TV Apps Were Supposed to Keep People Subscribed to Cable, But They’re Creating Confusion Instead

January 8, 2015  |  Media Week  |  No Comments

First the good news from the TV Everywhere panel at the Television Critics Association's semiannual confab in Los Angeles today: TVE usage—the percentage of cable subscribers who have verified to watch content from a network or cable provider over a digital service or app—is at 49 percent as of the last measurements taken, up from 43 percent last April, with a goal of 55 percent by the end of 2015. And now the bad news. While usage is increasing, all execs remained frustrated by Nielsen's inability to measure those TVE audiences. Mark Garner, svp distribution, A+E Networks , noted that the measurement abilities "lag behind the technology" to such a degree that they have become "harmful to this business." As a result, "you're looking at numbers that don't really tell the whole story" because they don't account for TVE viewing, said Erik Flannigan, evp multiplatform strategy and development, Viacom Entertainment Group. Worse, Garner said a major problem facing the industry was that most consumers still think "that TV Everywhere is an additional thing they have to pay for." Alex Wellen, chief product officer, CNN Digital, pointed out that when audiences stream CNN during breaking news, that data is not being measured. The data "is lagging to the point where it's become frustrating," said Brad Dancer, svp program planning & research, National Geographic Channel, who said that there should be headway in the next 12 months. Ratings issues aside, there are other barriers that are preventing wider-spread TVE usage among cable subscribers. The requirement for consumers to individually authenticate every network app is "clearly an issue," especially for those who haven't yet sampled TVE, said Flannigan, who hopes that situation will improve within in the next two years. At the very least, he noted, authentication in one's home should be able to be done automatically via "sniffing" out that subscriber's cable network.

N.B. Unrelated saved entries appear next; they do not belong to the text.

//! # CF Tracker Core Types
//!
//! The shared vocabulary of the workspace: the scalar values that travel in and out of
//! SQL statements, the rows and report results built from them, the query-log records,
//! and the domain enums of the crowdfunding schema.
//!
//! This crate has no knowledge of the database driver. It is the Layer 0 crate every
//! other crate depends on.

pub mod enums;
pub mod error;
pub mod query_log;
pub mod row;
pub mod value;

// Re-export the core types to provide a clean public API.
pub use enums::{CampaignStatus, DonationStatus, PaymentMethod, QueryKind, UserRole};
pub use error::CoreError;
pub use query_log::{QueryLogEntry, QueryLogRecord};
pub use row::{ReportResult, Row};
pub use value::SqlValue;
use thiserror::Error;

#[derive(Error, Debug, Clone, PartialEq, Eq)]
pub enum CoreError {
    #[error("Invalid input for {0}: {1}")]
    InvalidInput(String, String),

    #[error("Column not found in row: {0}")]
    MissingColumn(String),

    #[error("Column {column} holds {found}, expected {expected}")]
    UnexpectedType {
        column: String,
        expected: &'static str,
        found: &'static str,
    },
}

Flannigan characterized the much-fretted-over millennial market not as uninterested, but as "underserved." That's also why the concern about TVE will encourage subscribers to share their passwords with non-subscribers (or their twentysomething kids) is "overblown," said A+E's Garner, who noted that most people are wary of exposing their credit card and other personal data with those shared passwords. "People are willing to pay for things if we make it easier," he said.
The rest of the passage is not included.